**WHAT THE EXERCISE ASKS**
Scan the data below for the string "dimmed". Show every line where it turns up.

**RECORDS TO USE**
//! Text decoding and filtering

use crate::classifier::{is_pictogram_with, PictogramCallback};

/// Decode UTF-8, silently dropping byte sequences that are not valid UTF-8.
///
/// Nothing is substituted for the dropped bytes, so a decode error never
/// shows up as a character in the result.
pub fn decode_permissive(bytes: &[u8]) -> String {
    let mut out = String::with_capacity(bytes.len());
    let mut rest = bytes;

    loop {
        match std::str::from_utf8(rest) {
            Ok(valid) => {
                out.push_str(valid);
                break;
            }
            Err(e) => {
                let (valid, after) = rest.split_at(e.valid_up_to());
                if let Ok(valid) = std::str::from_utf8(valid) {
                    out.push_str(valid);
                }
                match e.error_len() {
                    Some(len) => rest = &after[len..],
                    // Incomplete sequence at end of input
                    None => break,
                }
            }
        }
    }

    out
}

/// Remove every pictogram from `text`, keeping the order of everything else
pub fn strip_pictograms(text: &str, on_pictogram: PictogramCallback<'_>) -> String {
    text.chars()
        .filter(|&ch| !is_pictogram_with(ch, on_pictogram))
        .collect()
}

#[cfg(test)]
mod tests {
    use super::*;

    #[test]
    fn test_decode_valid_utf8() {
        let text = "plain ascii, caf\u{e9}, \u{4E2D}\u{6587}, \u{1F600}";
        assert_eq!(decode_permissive(text.as_bytes()), text);
    }

    #[test]
    fn test_decode_drops_invalid_bytes() {
        let bytes = b"ab\xFFcd\xC3\x28ef";
        assert_eq!(decode_permissive(bytes), "abcd(ef");
    }

    #[test]
    fn test_decode_drops_truncated_tail() {
        // First two bytes of a four-byte sequence
        let bytes = b"hello\xF0\x9F";
        assert_eq!(decode_permissive(bytes), "hello");
    }

    #[test]
    fn test_decode_empty() {
        assert_eq!(decode_permissive(b""), "");
    }

    #[test]
    fn test_strip_removes_symbols_in_order() {
        let text = "Hello \u{263A} World \u{1F680}!";
        assert_eq!(strip_pictograms(text, None), "Hello  World !");
    }

    #[test]
    fn test_strip_keeps_box_drawings_and_arrows() {
        let text = "\u{250C}\u{2500}\u{2510} \u{2190} \u{00A9}";
        assert_eq!(strip_pictograms(text, None), "\u{250C}\u{2500}\u{2510} \u{2190} ");
    }

    #[test]
    fn test_strip_is_idempotent() {
        let text = "a\u{2600}b\u{2500}c\u{1F1EF}\u{1F1F5}d\u{1F3FB}e\u{00AE}\n";
        let once = strip_pictograms(text, None);
        let twice = strip_pictograms(&once, None);
        assert_eq!(once, twice);
    }

    #[test]
    fn test_strip_reports_each_removed_character() {
        use std::cell::Cell;

        let count = Cell::new(0usize);
        let on_pictogram = |_: &crate::classifier::Classification| count.set(count.get() + 1);

        let cleaned = strip_pictograms("\u{00A9}x\u{00A9}y\u{2500}", Some(&on_pictogram));
        assert_eq!(cleaned, "xy\u{2500}");
        assert_eq!(count.get(), 2);
    }
}
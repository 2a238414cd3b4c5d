use std::fs;
use std::path::Path;

use crate::classifier::PictogramCallback;
use crate::error::{PictowhackError, Result};
use crate::text::{decode_permissive, strip_pictograms};

/// Outcome of processing a single file
#[derive(Debug, Clone, Copy, PartialEq, Eq, Default)]
pub struct FileOutcome {
    /// Whether pictograms were found (and written back unless dry run)
    pub modified: bool,
    pub original_chars: usize,
    pub cleaned_chars: usize,
}

impl FileOutcome {
    /// Number of characters removed
    pub fn removed(&self) -> usize {
        self.original_chars - self.cleaned_chars
    }
}

/// Strip pictograms from one file.
///
/// In dry-run mode the file is never written. Files without pictograms are
/// left untouched either way.
pub fn process_file(
    path: &Path,
    dry_run: bool,
    on_pictogram: PictogramCallback<'_>,
) -> Result<FileOutcome> {
    let bytes = fs::read(path).map_err(|e| PictowhackError::file_io(path, e))?;
    let content = decode_permissive(&bytes);

    let original_chars = content.chars().count();
    let cleaned = strip_pictograms(&content, on_pictogram);
    let cleaned_chars = cleaned.chars().count();

    if original_chars == cleaned_chars {
        return Ok(FileOutcome {
            modified: false,
            original_chars,
            cleaned_chars,
        });
    }

    if !dry_run {
        fs::write(path, cleaned.as_bytes()).map_err(|e| PictowhackError::file_io(path, e))?;
    }

    Ok(FileOutcome {
        modified: true,
        original_chars,
        cleaned_chars,
    })
}

#[cfg(test)]
mod tests {
    use super::*;
    use tempfile::TempDir;

    fn write_file(dir: &TempDir, name: &str, content: &[u8]) -> std::path::PathBuf {
        let path = dir.path().join(name);
        fs::write(&path, content).unwrap();
        path
    }

    #[test]
    fn test_process_removes_pictograms() {
        let dir = TempDir::new().unwrap();
        let path = write_file(&dir, "notes.md", "Done \u{2705} and shipped \u{1F680}\n".as_bytes());

        let outcome = process_file(&path, false, None).unwrap();

        assert!(outcome.modified);
        assert_eq!(outcome.removed(), 2);
        assert_eq!(fs::read_to_string(&path).unwrap(), "Done  and shipped \n");
    }

    #[test]
    fn test_process_unchanged_file() {
        let dir = TempDir::new().unwrap();
        let content = "plain text \u{2190} with an arrow\n";
        let path = write_file(&dir, "plain.txt", content.as_bytes());

        let outcome = process_file(&path, false, None).unwrap();

        let n = content.chars().count();
        assert_eq!(
            outcome,
            FileOutcome {
                modified: false,
                original_chars: n,
                cleaned_chars: n
            }
        );
        assert_eq!(fs::read_to_string(&path).unwrap(), content);
    }

    #[test]
    fn test_dry_run_does_not_write() {
        let dir = TempDir::new().unwrap();
        let content = "keep \u{00A9} me\n";
        let path = write_file(&dir, "legal.txt", content.as_bytes());
        let mtime_before = fs::metadata(&path).unwrap().modified().unwrap();

        let outcome = process_file(&path, true, None).unwrap();

        assert!(outcome.modified);
        assert_eq!(outcome.removed(), 1);
        assert_eq!(fs::read_to_string(&path).unwrap(), content);
        assert_eq!(fs::metadata(&path).unwrap().modified().unwrap(), mtime_before);
    }

    #[test]
    fn test_dry_run_predicts_real_run() {
        let dir = TempDir::new().unwrap();
        let path = write_file(
            &dir,
            "mixed.txt",
            "\u{263A}\u{2600}\u{2500}\u{1F3FB}\u{00B0}abc".as_bytes(),
        );

        let predicted = process_file(&path, true, None).unwrap();
        let actual = process_file(&path, false, None).unwrap();

        assert_eq!(predicted, actual);
        assert_eq!(actual.removed(), 3);
    }

    #[test]
    fn test_second_pass_changes_nothing() {
        let dir = TempDir::new().unwrap();
        let path = write_file(&dir, "twice.txt", "x\u{1F600}y\u{2B50}z".as_bytes());

        assert!(process_file(&path, false, None).unwrap().modified);
        let second = process_file(&path, false, None).unwrap();
        assert!(!second.modified);
        assert_eq!(second.removed(), 0);
    }

    #[test]
    fn test_invalid_utf8_dropped_only_when_rewritten() {
        let dir = TempDir::new().unwrap();

        let untouched = write_file(&dir, "bin.dat", b"abc\xFFdef");
        let outcome = process_file(&untouched, false, None).unwrap();
        assert!(!outcome.modified);
        assert_eq!(outcome.original_chars, 6);
        assert_eq!(fs::read(&untouched).unwrap(), b"abc\xFFdef");

        let rewritten = write_file(&dir, "mixed.dat", b"abc\xFF\xC2\xA9def");
        let outcome = process_file(&rewritten, false, None).unwrap();
        assert!(outcome.modified);
        assert_eq!(fs::read(&rewritten).unwrap(), b"abcdef");
    }

    #[test]
    fn test_missing_file_is_error() {
        let dir = TempDir::new().unwrap();
        let path = dir.path().join("gone.txt");

        let err = process_file(&path, false, None).unwrap_err();
        assert!(matches!(err, PictowhackError::FileIo { .. }));
        assert!(err.to_string().contains("gone.txt"));
    }
}
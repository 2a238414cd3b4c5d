use std::io;
use std::path::PathBuf;
use std::process::ExitCode;

use clap::{CommandFactory, Parser};
use clap_complete::generate;
use colored::Colorize;

use pictowhack_core::{
    Config, PictowhackError, Result, RunEvent, RunOptions, RunSummary, Runner, LOCAL_CONFIG_FILE,
};

mod args;
use args::{Cli, Shell};

const CONFIG_ENV: &str = "PICTOWHACK_CONFIG";

fn main() -> ExitCode {
    let cli = Cli::parse();

    if let Some(shell) = cli.completions {
        handle_completions(shell);
        return ExitCode::SUCCESS;
    }

    let result = if cli.init_config {
        handle_init_config()
    } else {
        handle_run(&cli)
    };

    match result {
        Ok(()) => ExitCode::SUCCESS,
        Err(e) => {
            eprintln!("{} {}", "[ERROR]".red().bold(), e);
            ExitCode::FAILURE
        }
    }
}

fn handle_completions(shell: Shell) {
    let mut cmd = Cli::command();
    let shell = match shell {
        Shell::Bash => clap_complete::Shell::Bash,
        Shell::Zsh => clap_complete::Shell::Zsh,
        Shell::Fish => clap_complete::Shell::Fish,
        Shell::PowerShell => clap_complete::Shell::PowerShell,
        Shell::Elvish => clap_complete::Shell::Elvish,
    };
    generate(shell, &mut cmd, "pictowhack", &mut io::stdout());
}

fn handle_init_config() -> Result<()> {
    let path = std::env::current_dir()?.join(LOCAL_CONFIG_FILE);
    Config::init(&path)?;
    println!("{} {}", "Initialized:".green(), path.display());
    Ok(())
}

fn handle_run(cli: &Cli) -> Result<()> {
    let config = load_config(cli.config.clone())?.with_overrides(cli.include_hidden, &cli.exclude);

    let options = RunOptions {
        dry_run: cli.dry_run,
        verbose: cli.verbose,
    };

    let runner = Runner::new(options, config.scan);
    let summary = runner.run(&cli.paths, &print_event);

    print_summary(&summary);
    Ok(())
}

/// Resolve and load the config file
/// Priority: --config > $PICTOWHACK_CONFIG > ./.pictowhack.toml > user config dir
fn load_config(cli_config: Option<PathBuf>) -> Result<Config> {
    let explicit = cli_config.or_else(|| std::env::var(CONFIG_ENV).ok().map(PathBuf::from));

    if let Some(path) = &explicit {
        if !path.is_file() {
            return Err(PictowhackError::file_io(
                path,
                io::Error::new(io::ErrorKind::NotFound, "config file not found"),
            ));
        }
    }

    let cwd = std::env::current_dir()?;
    let user_dir = dirs::config_dir();

    match Config::discover(explicit, &cwd, user_dir.as_deref()) {
        Some(path) => Config::load(&path),
        None => Ok(Config::default()),
    }
}

fn print_event(event: &RunEvent<'_>) {
    match event {
        RunEvent::NoMatches { pattern } => {
            println!("{} {}", "No files found matching:".yellow(), pattern);
        }
        RunEvent::InvalidPattern { error, .. } => {
            eprintln!("{} {}", "[ERROR]".red().bold(), error);
        }
        RunEvent::Pictogram { classification, .. } => {
            println!(
                "  Name {}, Category {}: {}",
                classification.name,
                classification.category_code(),
                classification.ch
            );
        }
        RunEvent::Modified {
            index,
            path,
            removed,
            dry_run,
        } => {
            let label = if *dry_run {
                "Would modify:".yellow()
            } else {
                "Modified:".green()
            };
            println!(
                "{} {} ({} pictograms removed)",
                label,
                path.display(),
                removed
            );
            println!(
                "{}. {} pictograms found in: {}",
                index.to_string().bold(),
                removed,
                path.display().to_string().cyan()
            );
        }
        RunEvent::Unchanged { index, path } => {
            println!(
                "{}. {}",
                index.to_string().bold(),
                format!("No pictograms found in: {}", path.display()).dimmed()
            );
        }
        RunEvent::SkippedDirectory { path } => {
            println!(
                "{}",
                format!("Skipping directory: {}", path.display()).dimmed()
            );
        }
        RunEvent::Failed { error, .. } => {
            eprintln!("{} Error processing {}", "[ERROR]".red().bold(), error);
        }
    }
}

fn print_summary(summary: &RunSummary) {
    println!();
    println!("{}", "Summary:".cyan().bold());
    println!("Files processed: {}", summary.files_processed);
    if summary.dry_run {
        println!("Files that would be modified: {}", summary.files_modified);
    } else {
        println!("Files modified: {}", summary.files_modified);
    }
    println!("Pictograms removed: {}", summary.chars_removed);
    if summary.files_failed > 0 {
        println!(
            "{}",
            format!("Files failed: {}", summary.files_failed).red()
        );
    }
}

**RESULT**
                format!("No pictograms found in: {}", path.display()).dimmed()
                format!("Skipping directory: {}", path.display()).dimmed()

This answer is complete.